By 1860, the importation of slaves into the United States, illegal more than a half-century, is a federal offense punishable by death. But for Mobile, Alabama’s Timothy Meaher — boat builder, lumber baron, wily river pilot — the rule of law won’t pose much of a threat: he’s a volatile Southern fanatic who’s stuffed the city’s pro-slavery newspapers and judiciary into his back pocket.
Boasting his intention to dodge the U.S. Navy’s enforcement of the hated ban, Meaher partners with William Foster, a shipwright who captains his beautifully crafted schooner, the Clotilda. The pair modifies the vessel, and, by the time it embarks from Meaher’s “private port” in the swampy wilds north of the city, the ship’s hold will have an enlarged capacity for 130 human beings.
Thus, we have Nick Tabor’s panoramic historical account, “Africatown,” which opens as a tale of distant kingdoms connected through time and space by evil transaction.
Foster’s destination is, of course, West Africa, where a shrewd and violent king rules Dahomey, a warlike precinct nestled within the otherwise peaceful Yorubaland region. Happy to accommodate rogue American slave traders, the king sells the captives he’s seized from raids on neighboring tribal groups.
Kossulo, an unskilled, “provincial teenager,” is imprisoned in one of Dahomey’s barracoons — ”earthy jails” made of poles. He can’t imagine that, within weeks, he’ll be transported from Africa’s Slave Coast to America’s Gulf Coast, where he and 112 of his fellow prisoners, later known as the “shipmates,” will be “marooned” for the rest of their lives.
On arrival in Alabama, the slaves are hastily dispersed among several plantations, the majority going to Tim Meaher and his two brothers, and to Foster, who burns the Clotilda, sending it to the bottom of a channel up the Mobile River by Twelve Mile Island. “The Last Slave Ship” becomes a sunken legend. Did it ever really happen?

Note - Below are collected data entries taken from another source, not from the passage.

impl From<RawBoard> for BoardState {
    fn from(raw: RawBoard) -> Self {
        let raw_notes: Vec<(NoteId, RawNote)> = records("note", raw.notes);
        let mut next_z = max_z(&raw_notes, |n| n.z);

        let notes: BTreeMap<NoteId, Note> = raw_notes
            .into_iter()
            .map(|(id, raw)| {
                let note = Note {
                    id: id.clone(),
                    title: raw.title.unwrap_or_default(),
                    content: raw.content.unwrap_or_default(),
                    rect: raw.rect.map_or(FALLBACK_RECT, RawRect::resolve),
                    z: raw.z.unwrap_or_else(|| {
                        next_z = next_z.saturating_add(1);
                        next_z
                    }),
                    color: raw.color,
                    is_open: false,
                    hidden: raw.hidden,
                };
                (id, note)
            })
            .collect();

        let links = records("link", raw.links)
            .into_iter()
            .map(|(id, raw)| {
                let link = match raw {
                    RawLink::Endpoints { source, target, directed, label } => {
                        Link { id: id.clone(), source, target, directed, label }
                    }
                    RawLink::Legacy { source_id, target_id, directed, label } => Link {
                        id: id.clone(),
                        source: LinkEndpoint::Note { id: source_id },
                        target: LinkEndpoint::Note { id: target_id },
                        directed,
                        label,
                    },
                };
                (id, link)
            })
            .collect();

        let externals = raw.externals.map(|entries| {
            let raw_externals: Vec<(ExternalId, RawExternal)> = records("external", entries);
            let mut next_z = max_z(&raw_externals, |e| e.z);
            raw_externals
                .into_iter()
                .map(|(id, raw)| {
                    let external = ExternalWindow {
                        id: id.clone(),
                        native_handle: raw.native_handle.unwrap_or_default(),
                        title: raw.title,
                        rect: raw.rect.map_or(FALLBACK_RECT, RawRect::resolve),
                        z: raw.z.unwrap_or_else(|| {
                            next_z = next_z.saturating_add(1);
                            next_z
                        }),
                        is_bound: raw.is_bound.unwrap_or(false),
                        hidden: raw.hidden,
                        exe: raw.exe,
                        class_name: raw.class_name,
                    };
                    (id, external)
                })
                .collect()
        });

        let mut state = Self { notes, links, ui: raw.ui.unwrap_or_default(), externals };

        let focus_valid =
            state.ui.focused_note_id.as_ref().is_some_and(|id| state.notes.contains_key(id));
        if !focus_valid {
            state.ui.focused_note_id = state.top_note().map(|n| n.id.clone());
        }
        state
    }
}

// ============================================================================
// Sample Board
// ============================================================================

/// The six-note, seven-link board seeded on first run and by "reset".
#[must_use]
pub fn sample_board() -> BoardState {
    const NOTES: [(&str, &str, &str, Rect, &str); 6] = [
        (
            "note-1",
            "Welcome to HierarchyNotes",
            "This is a sample note. You can edit the content, move and resize the window, and create links to other notes.",
            Rect::new(100.0, 100.0, 300.0, 200.0),
            "#64748b",
        ),
        (
            "note-2",
            "Project Goals",
            "- Multi-window support\n- Live connectors\n- Local persistence\n- Clean minimal UI",
            Rect::new(500.0, 100.0, 280.0, 180.0),
            "#6366f1",
        ),
        (
            "note-3",
            "Features",
            "Each note is a native OS window. The Board shows relationship lines that update in real-time.",
            Rect::new(300.0, 350.0, 300.0, 160.0),
            "#8b5cf6",
        ),
        (
            "note-4",
            "Architecture",
            "Built with Tauri v2, React, TypeScript, and Zustand for state management.",
            Rect::new(700.0, 350.0, 280.0, 160.0),
            "#ec4899",
        ),
        (
            "note-5",
            "Try It Out",
            "Press N to create a new note. Move and resize windows to see connectors update.",
            Rect::new(100.0, 550.0, 280.0, 140.0),
            "#f59e0b",
        ),
        (
            "note-6",
            "Persistence",
            "Your layout is automatically saved and restored on app restart.",
            Rect::new(500.0, 550.0, 280.0, 140.0),
            "#10b981",
        ),
    ];
    const LINKS: [(&str, &str, &str, bool); 7] = [
        ("link-1", "note-1", "note-2", true),
        ("link-2", "note-1", "note-3", true),
        ("link-3", "note-2", "note-4", true),
        ("link-4", "note-3", "note-4", false),
        ("link-5", "note-3", "note-5", true),
        ("link-6", "note-4", "note-6", true),
        ("link-7", "note-5", "note-6", false),
    ];

    let mut state = BoardState::default();
    for (z, (id, title, content, rect, color)) in (1..).zip(NOTES) {
        let mut note = Note::new(NoteId::new(id), title, rect, z);
        note.content = content.to_string();
        note.color = Some(color.to_string());
        state.notes.insert(note.id.clone(), note);
    }
    for (id, source, target, directed) in LINKS {
        let link = Link::between_notes(LinkId::new(id), source.into(), target.into(), directed);
        state.links.insert(link.id.clone(), link);
    }
    state.ui = UiState {
        mode: UiMode::Select,
        snap_to_grid: true,
        connect_style: ConnectStyle::Smooth,
        ..UiState::default()
    };
    state
}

Surviving the Civil War, the African-born slaves begin purchasing land in nearby towns like Plateau and Magazine Point during the Reconstruction era. They “[teach] the American-born freed people how to live independently,” writes Tabor, but they’re often ridiculed for their unfamiliar Yoruban ways. They assume “outsider names”: Kossula, for instance, becomes Cudjo Lewis (d. 1935), today revered as Africatown’s Ur-figure.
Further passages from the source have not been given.